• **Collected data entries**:
---

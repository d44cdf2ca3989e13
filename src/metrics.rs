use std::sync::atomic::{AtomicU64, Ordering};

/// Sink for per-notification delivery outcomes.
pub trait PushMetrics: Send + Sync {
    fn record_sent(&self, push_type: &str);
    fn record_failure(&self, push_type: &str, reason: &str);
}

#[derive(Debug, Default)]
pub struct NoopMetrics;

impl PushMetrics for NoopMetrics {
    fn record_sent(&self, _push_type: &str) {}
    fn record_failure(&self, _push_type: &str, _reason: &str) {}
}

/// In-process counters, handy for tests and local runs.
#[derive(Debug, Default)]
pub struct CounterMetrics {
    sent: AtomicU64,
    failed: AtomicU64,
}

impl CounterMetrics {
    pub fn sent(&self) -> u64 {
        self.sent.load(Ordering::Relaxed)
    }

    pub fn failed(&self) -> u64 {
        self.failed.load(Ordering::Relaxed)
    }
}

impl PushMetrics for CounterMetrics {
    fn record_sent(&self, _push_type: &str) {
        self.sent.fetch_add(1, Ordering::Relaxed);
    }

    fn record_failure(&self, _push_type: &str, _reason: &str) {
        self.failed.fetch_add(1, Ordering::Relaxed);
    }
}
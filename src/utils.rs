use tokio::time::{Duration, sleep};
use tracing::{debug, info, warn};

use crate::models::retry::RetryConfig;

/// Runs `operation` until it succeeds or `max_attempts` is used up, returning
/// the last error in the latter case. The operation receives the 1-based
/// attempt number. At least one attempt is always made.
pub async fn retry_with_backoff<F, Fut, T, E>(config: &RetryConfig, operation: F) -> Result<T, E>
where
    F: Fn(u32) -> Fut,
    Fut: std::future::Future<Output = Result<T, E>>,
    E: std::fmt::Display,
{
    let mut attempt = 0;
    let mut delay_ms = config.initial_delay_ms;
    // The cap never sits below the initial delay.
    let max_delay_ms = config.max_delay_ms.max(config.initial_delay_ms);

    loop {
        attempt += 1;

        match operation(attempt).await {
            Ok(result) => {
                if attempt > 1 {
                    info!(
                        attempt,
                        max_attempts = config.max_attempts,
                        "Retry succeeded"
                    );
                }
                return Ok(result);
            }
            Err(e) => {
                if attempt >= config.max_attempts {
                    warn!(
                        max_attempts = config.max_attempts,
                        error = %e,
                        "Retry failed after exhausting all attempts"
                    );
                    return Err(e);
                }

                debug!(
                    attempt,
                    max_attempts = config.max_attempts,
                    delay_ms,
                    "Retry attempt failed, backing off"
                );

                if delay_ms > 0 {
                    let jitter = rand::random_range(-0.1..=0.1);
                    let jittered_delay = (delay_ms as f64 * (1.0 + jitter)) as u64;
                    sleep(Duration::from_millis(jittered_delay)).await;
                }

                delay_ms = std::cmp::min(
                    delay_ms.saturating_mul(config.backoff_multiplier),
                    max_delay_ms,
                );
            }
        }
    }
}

---

• **PROBLEM DESCRIPTION**: Give the number of lines in the entries above that include the string "CounterMetrics". No other output is expected.

• **SOLUTION TO THIS PROBLEM**: 3